▸ Records shown:

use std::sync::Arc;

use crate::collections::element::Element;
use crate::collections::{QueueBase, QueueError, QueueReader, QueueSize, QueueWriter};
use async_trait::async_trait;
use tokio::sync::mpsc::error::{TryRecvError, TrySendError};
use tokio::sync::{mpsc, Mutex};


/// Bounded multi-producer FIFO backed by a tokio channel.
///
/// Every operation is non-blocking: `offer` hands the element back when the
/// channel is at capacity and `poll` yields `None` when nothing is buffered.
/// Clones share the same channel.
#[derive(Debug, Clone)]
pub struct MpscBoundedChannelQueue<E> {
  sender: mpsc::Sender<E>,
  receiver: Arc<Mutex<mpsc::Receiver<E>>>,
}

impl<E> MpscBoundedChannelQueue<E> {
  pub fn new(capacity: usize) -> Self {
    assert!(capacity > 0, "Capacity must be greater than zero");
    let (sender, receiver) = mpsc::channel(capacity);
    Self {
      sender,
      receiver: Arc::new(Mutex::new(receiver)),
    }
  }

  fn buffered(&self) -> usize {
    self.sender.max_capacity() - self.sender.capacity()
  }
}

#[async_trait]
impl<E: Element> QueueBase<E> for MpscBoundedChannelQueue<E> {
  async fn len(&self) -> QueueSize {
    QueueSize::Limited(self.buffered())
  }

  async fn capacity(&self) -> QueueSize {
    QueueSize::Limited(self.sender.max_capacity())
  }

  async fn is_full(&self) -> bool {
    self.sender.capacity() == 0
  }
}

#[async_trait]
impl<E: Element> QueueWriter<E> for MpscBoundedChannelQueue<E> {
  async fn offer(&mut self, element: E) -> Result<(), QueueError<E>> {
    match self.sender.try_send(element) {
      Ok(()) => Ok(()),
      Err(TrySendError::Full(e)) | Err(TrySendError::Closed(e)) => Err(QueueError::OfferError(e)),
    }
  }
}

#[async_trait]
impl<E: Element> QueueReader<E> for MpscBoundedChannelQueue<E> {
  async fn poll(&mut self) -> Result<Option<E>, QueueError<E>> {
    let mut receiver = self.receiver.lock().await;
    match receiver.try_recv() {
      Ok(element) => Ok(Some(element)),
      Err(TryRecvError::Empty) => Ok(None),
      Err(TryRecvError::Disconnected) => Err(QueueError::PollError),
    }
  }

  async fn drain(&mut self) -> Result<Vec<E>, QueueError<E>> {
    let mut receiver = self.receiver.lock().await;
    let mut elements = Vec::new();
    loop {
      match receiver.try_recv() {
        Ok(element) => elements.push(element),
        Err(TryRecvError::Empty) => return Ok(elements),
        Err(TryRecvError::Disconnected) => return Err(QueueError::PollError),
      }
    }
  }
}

▸ Activity: Starting from the records above, filter out all lines except those containing the word "Disconnected".

▸ Response area:
      Err(TryRecvError::Disconnected) => Err(QueueError::PollError),
        Err(TryRecvError::Disconnected) => return Err(QueueError::PollError),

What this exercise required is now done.